» Problem to work on:
An exact transcription of the lines below, from the first through the one containing "domain to move to", is the only output wanted.

= Beginning of Section =

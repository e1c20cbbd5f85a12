// SPDX-License-Identifier: MIT OR Apache-2.0
// Copyright (c) 2025 Ian Philip Eglin
use super::function::FunctionNode;
use std::collections::BTreeMap;

/// Decision of one free agent: which task of its domain to move to
#[derive(Debug, Clone)]
pub struct VariableNode {
    pub agent: usize,
    /// Reachable tasks with arrival ticks
    domain: Vec<(usize, i32)>,
    /// Last Q message sent to each function, one entry per domain element
    q: BTreeMap<usize, Vec<f64>>,
    assignment: usize,
}

impl VariableNode {
    /// `None` when the domain is empty
    pub fn new(agent: usize, domain: Vec<(usize, i32)>) -> Option<Self> {
        let assignment = domain.first()?.0;
        let q = domain
            .iter()
            .map(|(task, _)| (*task, vec![0.0; domain.len()]))
            .collect();
        Some(Self {
            agent,
            domain,
            q,
            assignment,
        })
    }

    pub fn domain(&self) -> &[(usize, i32)] {
        &self.domain
    }

    pub fn contains(&self, task: usize) -> bool {
        self.domain.iter().any(|(t, _)| *t == task)
    }

    pub fn arrival(&self, task: usize) -> Option<i32> {
        self.domain.iter().find(|(t, _)| *t == task).map(|(_, a)| *a)
    }

    pub fn assignment(&self) -> usize {
        self.assignment
    }

    /// Last Q message to `function` evaluated at domain value `value`
    pub fn q(&self, function: usize, value: usize) -> f64 {
        let Some(i) = self.domain.iter().position(|(t, _)| *t == value) else {
            return 0.0;
        };
        self.q.get(&function).map_or(0.0, |row| row[i])
    }

    /// Recompute the Q message to `function` from the R messages of every
    /// other function in the domain, normalised to zero mean.
    pub fn send_q(&mut self, function: usize, functions: &BTreeMap<usize, FunctionNode>) {
        let mut row: Vec<f64> = self
            .domain
            .iter()
            .map(|&(value, _)| {
                self.domain
                    .iter()
                    .filter(|(other, _)| *other != function)
                    .map(|&(other, _)| r_message(functions, other, self.agent, value == other))
                    .sum()
            })
            .collect();

        let finite: Vec<f64> = row.iter().copied().filter(|q| q.is_finite()).collect();
        if !finite.is_empty() {
            let alpha = finite.iter().sum::<f64>() / finite.len() as f64;
            for q in row.iter_mut().filter(|q| q.is_finite()) {
                *q -= alpha;
            }
        }
        self.q.insert(function, row);
    }

    /// Pick the domain value with the lowest belief, first on ties
    pub fn compute_assignment(&mut self, functions: &BTreeMap<usize, FunctionNode>) -> usize {
        let mut best: Option<(usize, f64)> = None;
        for &(value, _) in &self.domain {
            let belief: f64 = self
                .domain
                .iter()
                .map(|&(task, _)| r_message(functions, task, self.agent, value == task))
                .sum();
            if best.is_none_or(|(_, b)| belief < b) {
                best = Some((value, belief));
            }
        }
        if let Some((value, _)) = best {
            self.assignment = value;
        }
        self.assignment
    }
}

fn r_message(
    functions: &BTreeMap<usize, FunctionNode>,
    task: usize,
    agent: usize,
    assigned: bool,
) -> f64 {
    functions.get(&task).map_or(0.0, |f| f.r(agent, assigned))
}
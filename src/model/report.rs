// SPDX-License-Identifier: MIT OR Apache-2.0
// Copyright (c) 2025 Ian Philip Eglin
use serde::{Deserialize, Serialize};
use std::fs::File;
use std::path::{Path, PathBuf};

/// Outcome of one solver run.
///
/// Carries allocation quality (travel and completion times, completion
/// percentage) and the simulated distributed cost (messages, bytes, NCCCs).
#[derive(Debug, Clone, PartialEq, Serialize, Deserialize)]
pub struct Results {
    pub algorithm: String,
    pub total_tasks: usize,
    pub completed_tasks: usize,
    pub completed_task_percentage: f32,
    /// Mean of the longest travel time of every allocated coalition
    pub avg_travel_time: f32,
    /// Mean ticks from first allocation to completion, over completed tasks
    pub avg_completion_time: f32,
    pub messages_sent: u64,
    pub network_load_bytes: u64,
    pub ncccs: u64,
    /// Number of simulated ticks
    pub ticks: i32,
}

/// Snapshot of the simulation at the end of a tick
#[derive(Debug, Clone, PartialEq, Serialize, Deserialize)]
pub struct TickRecord {
    pub time: i32,
    pub enabled_agents: usize,
    pub enabled_tasks: usize,
    pub busy_agents: usize,
    pub completed_tasks: usize,
    pub completed_this_tick: usize,
}

#[derive(Debug, Clone, Serialize, Deserialize)]
pub struct RunReport {
    pub results: Results,
    #[serde(default)]
    pub ticks: Vec<TickRecord>,
}

#[derive(Debug, Clone, Serialize, Deserialize)]
pub struct BenchmarkReport {
    pub agent_count: usize,
    pub task_count: usize,
    pub runs: Vec<RunReport>,
    pub total_duration_ms: f64,
}

pub fn write_report_json<P: AsRef<Path>>(
    report: &BenchmarkReport,
    result_dir: P,
) -> std::io::Result<PathBuf> {
    let summary_path = result_dir.as_ref().join("summary.json");
    let mut summary_file = File::create(&summary_path)?;
    serde_json::to_writer_pretty(&mut summary_file, report)?;
    Ok(summary_path)
}

#[cfg(test)]
mod tests {
    use super::*;

    #[test]
    fn test_write_report_json() {
        let dir = std::env::temp_dir().join(format!("cfstp_report_{}", std::process::id()));
        std::fs::create_dir_all(&dir).unwrap();

        let report = BenchmarkReport {
            agent_count: 2,
            task_count: 1,
            runs: vec![RunReport {
                results: Results {
                    algorithm: "CTS".to_string(),
                    total_tasks: 1,
                    completed_tasks: 1,
                    completed_task_percentage: 100.0,
                    avg_travel_time: 3.0,
                    avg_completion_time: 6.0,
                    messages_sent: 3,
                    network_load_bytes: 30,
                    ncccs: 1,
                    ticks: 7,
                },
                ticks: Vec::new(),
            }],
            total_duration_ms: 1.5,
        };

        let path = write_report_json(&report, &dir).unwrap();
        let json: serde_json::Value =
            serde_json::from_str(&std::fs::read_to_string(&path).unwrap()).unwrap();
        assert_eq!(json["runs"][0]["results"]["algorithm"], "CTS");
        assert_eq!(json["runs"][0]["results"]["completed_tasks"], 1);
        std::fs::remove_dir_all(&dir).unwrap();
    }
}
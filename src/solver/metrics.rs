// SPDX-License-Identifier: MIT OR Apache-2.0
// Copyright (c) 2025 Ian Philip Eglin
use serde::{Deserialize, Serialize};

/// Header bytes of a feasibility or completion notice
pub const BASE_MESSAGE_SIZE: u64 = 9;
/// Size of one coalition value or cost entry
pub const VALUE_SIZE: u64 = 8;

/// Simulated cost of running a strategy as a distributed protocol.
///
/// Counters only grow.
#[derive(Debug, Clone, Copy, PartialEq, Eq, Default, Serialize, Deserialize)]
pub struct DcopMetrics {
    pub messages_sent: u64,
    pub network_load_bytes: u64,
    /// Non-concurrent constraint checks
    pub ncccs: u64,
}

impl DcopMetrics {
    pub fn add_messages(&mut self, messages: u64, bytes: u64) {
        self.messages_sent += messages;
        self.network_load_bytes += bytes;
    }

    pub fn add_bytes(&mut self, bytes: u64) {
        self.network_load_bytes += bytes;
    }

    pub fn add_ncccs(&mut self, checks: u64) {
        self.ncccs += checks;
    }
}

/// Minimum number of bytes needed to encode `value` as a signed integer
pub fn bytes_needed(value: i32) -> u64 {
    match value {
        -0x80..=0x7f => 1,
        -0x8000..=0x7fff => 2,
        -0x80_0000..=0x7f_ffff => 3,
        _ => 4,
    }
}

#[cfg(test)]
mod tests {
    use super::*;

    #[test]
    fn test_bytes_needed() {
        assert_eq!(bytes_needed(0), 1);
        assert_eq!(bytes_needed(127), 1);
        assert_eq!(bytes_needed(128), 2);
        assert_eq!(bytes_needed(-129), 2);
        assert_eq!(bytes_needed(40_000), 3);
        assert_eq!(bytes_needed(i32::MAX), 4);
    }

    #[test]
    fn test_metrics_accumulate() {
        let mut metrics = DcopMetrics::default();
        metrics.add_messages(3, 24);
        metrics.add_bytes(10);
        metrics.add_ncccs(2);
        assert_eq!(metrics.messages_sent, 3);
        assert_eq!(metrics.network_load_bytes, 34);
        assert_eq!(metrics.ncccs, 2);
    }
}
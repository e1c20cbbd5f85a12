// SPDX-License-Identifier: MIT OR Apache-2.0
// Copyright (c) 2025 Ian Philip Eglin
//! Coalition value models
//!
//! A coalition value is the amount of workload a set of agents completes on a
//! task in one tick. Values are memoised per task and per canonical (sorted)
//! coalition, so a model with random perturbations stays consistent for the
//! lifetime of a problem.

use crate::error::{Error, Result};
use rand::{Rng, SeedableRng};
use rand_chacha::ChaCha8Rng;
use rand_distr::{Distribution, Normal as NormalDist};
use serde::{Deserialize, Serialize};
use std::cell::RefCell;
use std::collections::HashMap;

/// Probability that an entry of a modified table gets an extra bonus
const BONUS_PROBABILITY: f64 = 0.2;
const BONUS_MAX: f32 = 50.0;

/// Which random perturbations an agent-based or NDCS model applies
#[derive(Debug, Clone, Copy, PartialEq, Eq, Default, Serialize, Deserialize)]
pub struct Perturbation {
    /// Larger coalitions are more likely to lose value
    pub congested: bool,
    /// Tasks with earlier deadlines are more likely to lose value
    pub urgent: bool,
}

impl Perturbation {
    pub fn is_none(&self) -> bool {
        !self.congested && !self.urgent
    }
}

/// Coalition value model with its parameter table.
///
/// Per-size tables are indexed by `|C| - 1`; coalitions larger than the table use
/// the last entry. The empty coalition is always worth 0.
#[derive(Debug, Clone, PartialEq, Serialize, Deserialize)]
#[serde(tag = "model", rename_all = "snake_case")]
pub enum CoalitionValueModel {
    Constant {
        value: f32,
    },
    /// `|C|` when `per_size` is absent, otherwise a perturbed linear table
    Linear {
        #[serde(default)]
        per_size: Option<Vec<f32>>,
    },
    Uniform {
        per_size: Vec<f32>,
    },
    Normal {
        per_size: Vec<f32>,
    },
    /// Sum of the members' individual performance
    AgentBased {
        performance: Vec<f32>,
        #[serde(default)]
        perturbation: Perturbation,
    },
    /// Normally distributed coalition structures
    Ndcs {
        per_size: Vec<f32>,
        #[serde(default)]
        perturbation: Perturbation,
    },
}

/// Generator families for [`CoalitionValueModel::generate`]
#[derive(Debug, Clone, Copy, PartialEq, Eq, Default, Serialize, Deserialize)]
#[serde(rename_all = "snake_case")]
pub enum ValueModelKind {
    Constant,
    #[default]
    Superadditive,
    LinearPerturbed,
    Uniform,
    ModifiedUniform,
    Normal,
    ModifiedNormal,
    AgentBased,
    CongestedAgentBased,
    UrgentAgentBased,
    UrgentCongestedAgentBased,
    Ndcs,
    CongestedNdcs,
    UrgentNdcs,
    UrgentCongestedNdcs,
}

impl ValueModelKind {
    fn perturbation(&self) -> Perturbation {
        use ValueModelKind::*;
        match self {
            CongestedAgentBased | CongestedNdcs => Perturbation {
                congested: true,
                urgent: false,
            },
            UrgentAgentBased | UrgentNdcs => Perturbation {
                congested: false,
                urgent: true,
            },
            UrgentCongestedAgentBased | UrgentCongestedNdcs => Perturbation {
                congested: true,
                urgent: true,
            },
            _ => Perturbation::default(),
        }
    }
}

fn normal(mean: f32, std_dev: f32) -> Result<NormalDist<f32>> {
    NormalDist::new(mean, std_dev).map_err(|e| Error::ConfigurationError(e.to_string()))
}

fn lookup(table: &[f32], size: usize) -> f32 {
    table
        .get(size - 1)
        .or(table.last())
        .copied()
        .unwrap_or(0.0)
}

impl CoalitionValueModel {
    /// Draw a model of the given family for `agent_count` agents
    pub fn generate<R: Rng + ?Sized>(
        kind: ValueModelKind,
        agent_count: usize,
        rng: &mut R,
    ) -> Result<Self> {
        use ValueModelKind::*;
        let sizes = 1..=agent_count;
        let model = match kind {
            Constant => Self::Constant { value: 1.0 },
            Superadditive => Self::Linear { per_size: None },
            LinearPerturbed => Self::Linear {
                per_size: Some(
                    sizes
                        .map(|n| n as f32 * rng.random_range(1.0..=2.0))
                        .collect(),
                ),
            },
            Uniform => Self::Uniform {
                per_size: sizes.map(|n| rng.random_range(0.0..=n as f32)).collect(),
            },
            ModifiedUniform => Self::Uniform {
                per_size: sizes
                    .map(|n| {
                        let base = rng.random_range(0.0..=10.0 * n as f32);
                        base + bonus(rng)
                    })
                    .collect(),
            },
            Normal | ModifiedNormal => {
                let mut per_size = Vec::with_capacity(agent_count);
                for n in sizes {
                    let mut value = normal(10.0 * n as f32, 0.1)?.sample(rng).abs();
                    if kind == ModifiedNormal {
                        value += bonus(rng);
                    }
                    per_size.push(value);
                }
                Self::Normal { per_size }
            }
            AgentBased | CongestedAgentBased | UrgentAgentBased | UrgentCongestedAgentBased => {
                Self::AgentBased {
                    performance: (0..agent_count)
                        .map(|_| {
                            let spread = rng.random_range(0.0..=10.0_f32);
                            rng.random_range(0.0..=2.0 * spread)
                        })
                        .collect(),
                    perturbation: kind.perturbation(),
                }
            }
            Ndcs | CongestedNdcs | UrgentNdcs | UrgentCongestedNdcs => {
                let mut per_size = Vec::with_capacity(agent_count);
                for n in sizes {
                    let mean = n as f32;
                    per_size.push(normal(mean, mean.powf(0.25))?.sample(rng).abs());
                }
                Self::Ndcs {
                    per_size,
                    perturbation: kind.perturbation(),
                }
            }
        };
        Ok(model)
    }

    pub fn perturbation(&self) -> Perturbation {
        match self {
            Self::AgentBased { perturbation, .. } | Self::Ndcs { perturbation, .. } => {
                *perturbation
            }
            _ => Perturbation::default(),
        }
    }

    /// Value of a coalition before perturbations
    pub fn base_value(&self, coalition: &[usize]) -> f32 {
        let size = coalition.len();
        if size == 0 {
            return 0.0;
        }
        match self {
            Self::Constant { value } => *value,
            Self::Linear { per_size: None } => size as f32,
            Self::Linear {
                per_size: Some(table),
            }
            | Self::Uniform { per_size: table }
            | Self::Normal { per_size: table }
            | Self::Ndcs {
                per_size: table, ..
            } => lookup(table, size),
            Self::AgentBased { performance, .. } => coalition
                .iter()
                .map(|agent| performance.get(*agent).copied().unwrap_or(0.0))
                .sum(),
        }
    }
}

fn bonus<R: Rng + ?Sized>(rng: &mut R) -> f32 {
    if rng.random_bool(BONUS_PROBABILITY) {
        rng.random_range(0.0..=BONUS_MAX)
    } else {
        0.0
    }
}

/// Canonical cache key: task index and sorted agent indices
pub type CoalitionKey = (u32, Box<[u32]>);

/// Memoising coalition value table.
///
/// Cloning copies the cache and the perturbation generator, so a clone answers
/// every query exactly as the cloned table would from that point on.
#[derive(Debug, Clone)]
pub struct CoalitionValues {
    model: CoalitionValueModel,
    agent_count: usize,
    cache: RefCell<HashMap<CoalitionKey, f32>>,
    rng: RefCell<ChaCha8Rng>,
}

impl CoalitionValues {
    pub fn new(model: CoalitionValueModel, agent_count: usize, seed: u64) -> Self {
        Self {
            model,
            agent_count,
            cache: RefCell::new(HashMap::new()),
            rng: RefCell::new(ChaCha8Rng::seed_from_u64(seed)),
        }
    }

    pub fn constant(value: f32, agent_count: usize) -> Self {
        Self::new(CoalitionValueModel::Constant { value }, agent_count, 0)
    }

    pub fn model(&self) -> &CoalitionValueModel {
        &self.model
    }

    pub fn cached_len(&self) -> usize {
        self.cache.borrow().len()
    }

    /// Work per tick of `coalition` on `task`.
    ///
    /// `urgency` is the probability in `[0, 1]` that an urgent model perturbs
    /// this task's values.
    pub fn value(&self, task: usize, coalition: &[usize], urgency: f32) -> f32 {
        if coalition.is_empty() {
            return 0.0;
        }
        let mut agents: Vec<u32> = coalition.iter().map(|a| *a as u32).collect();
        agents.sort_unstable();
        let key: CoalitionKey = (task as u32, agents.into_boxed_slice());

        if let Some(value) = self.cache.borrow().get(&key) {
            return *value;
        }

        let base = self.model.base_value(coalition);
        let value = self.perturb(base, coalition.len(), urgency).max(0.0);
        self.cache.borrow_mut().insert(key, value);
        value
    }

    fn perturb(&self, base: f32, size: usize, urgency: f32) -> f32 {
        let perturbation = self.model.perturbation();
        if perturbation.is_none() || base <= 0.0 {
            return base;
        }

        let mut rng = self.rng.borrow_mut();
        let mut value = base;
        let congestion = size as f32 / (self.agent_count + 1) as f32;
        if perturbation.congested && rng.random::<f32>() < congestion {
            value -= rng.random_range(base / 10.0..=base / 4.0);
        }
        if perturbation.urgent && rng.random::<f32>() < urgency {
            value -= rng.random_range(base / 10.0..=base / 4.0);
        }
        value
    }
}

#[cfg(test)]
mod tests {
    use super::*;

    #[test]
    fn test_superadditive_and_empty() {
        let values = CoalitionValues::new(CoalitionValueModel::Linear { per_size: None }, 4, 0);
        assert_eq!(values.value(0, &[], 0.0), 0.0);
        assert_eq!(values.value(0, &[2], 0.0), 1.0);
        assert_eq!(values.value(0, &[3, 1, 0], 0.0), 3.0);
    }

    #[test]
    fn test_per_size_lookup_uses_last_entry_past_table() {
        let model = CoalitionValueModel::Uniform {
            per_size: vec![0.5, 1.5],
        };
        assert_eq!(model.base_value(&[0]), 0.5);
        assert_eq!(model.base_value(&[0, 1]), 1.5);
        assert_eq!(model.base_value(&[0, 1, 2, 3]), 1.5);
    }

    #[test]
    fn test_agent_based_sums_performance() {
        let model = CoalitionValueModel::AgentBased {
            performance: vec![1.0, 2.5, 4.0],
            perturbation: Perturbation::default(),
        };
        assert_eq!(model.base_value(&[0, 2]), 5.0);
    }

    #[test]
    fn test_values_are_memoised_per_canonical_key() {
        let model = CoalitionValueModel::generate(
            ValueModelKind::UrgentCongestedAgentBased,
            6,
            &mut ChaCha8Rng::seed_from_u64(3),
        )
        .unwrap();
        let values = CoalitionValues::new(model, 6, 11);

        let first = values.value(2, &[4, 1, 3], 0.9);
        let again = values.value(2, &[3, 4, 1], 0.9);
        assert_eq!(first, again);
        assert_eq!(values.cached_len(), 1);
        assert!(first >= 0.0);
    }

    #[test]
    fn test_clone_has_independent_cache() {
        let values = CoalitionValues::constant(2.0, 3);
        values.value(0, &[0], 0.0);

        let copy = values.clone();
        copy.value(1, &[0, 1], 0.0);

        assert_eq!(values.cached_len(), 1);
        assert_eq!(copy.cached_len(), 2);
    }

    #[test]
    fn test_generate_tables_have_one_entry_per_size() {
        let mut rng = ChaCha8Rng::seed_from_u64(42);
        for kind in [
            ValueModelKind::LinearPerturbed,
            ValueModelKind::Uniform,
            ValueModelKind::ModifiedUniform,
            ValueModelKind::Normal,
            ValueModelKind::ModifiedNormal,
            ValueModelKind::Ndcs,
        ] {
            let model = CoalitionValueModel::generate(kind, 5, &mut rng).unwrap();
            let table = match &model {
                CoalitionValueModel::Linear {
                    per_size: Some(table),
                }
                | CoalitionValueModel::Uniform { per_size: table }
                | CoalitionValueModel::Normal { per_size: table }
                | CoalitionValueModel::Ndcs {
                    per_size: table, ..
                } => table,
                other => panic!("unexpected model {other:?} for {kind:?}"),
            };
            assert_eq!(table.len(), 5);
            assert!(table.iter().all(|v| *v >= 0.0));
        }
    }

    #[test]
    fn test_generate_is_deterministic_for_a_seed() {
        let a = CoalitionValueModel::generate(
            ValueModelKind::ModifiedNormal,
            8,
            &mut ChaCha8Rng::seed_from_u64(9),
        )
        .unwrap();
        let b = CoalitionValueModel::generate(
            ValueModelKind::ModifiedNormal,
            8,
            &mut ChaCha8Rng::seed_from_u64(9),
        )
        .unwrap();
        assert_eq!(a, b);
    }
}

= End of Section =

» Exercise answer:
repository e1c20cbbd5f85a12
// SPDX-License-Identifier: MIT OR Apache-2.0
// Copyright (c) 2025 Ian Philip Eglin
use super::function::FunctionNode;
use std::collections::BTreeMap;

/// Decision of one free agent: which task of its domain to move to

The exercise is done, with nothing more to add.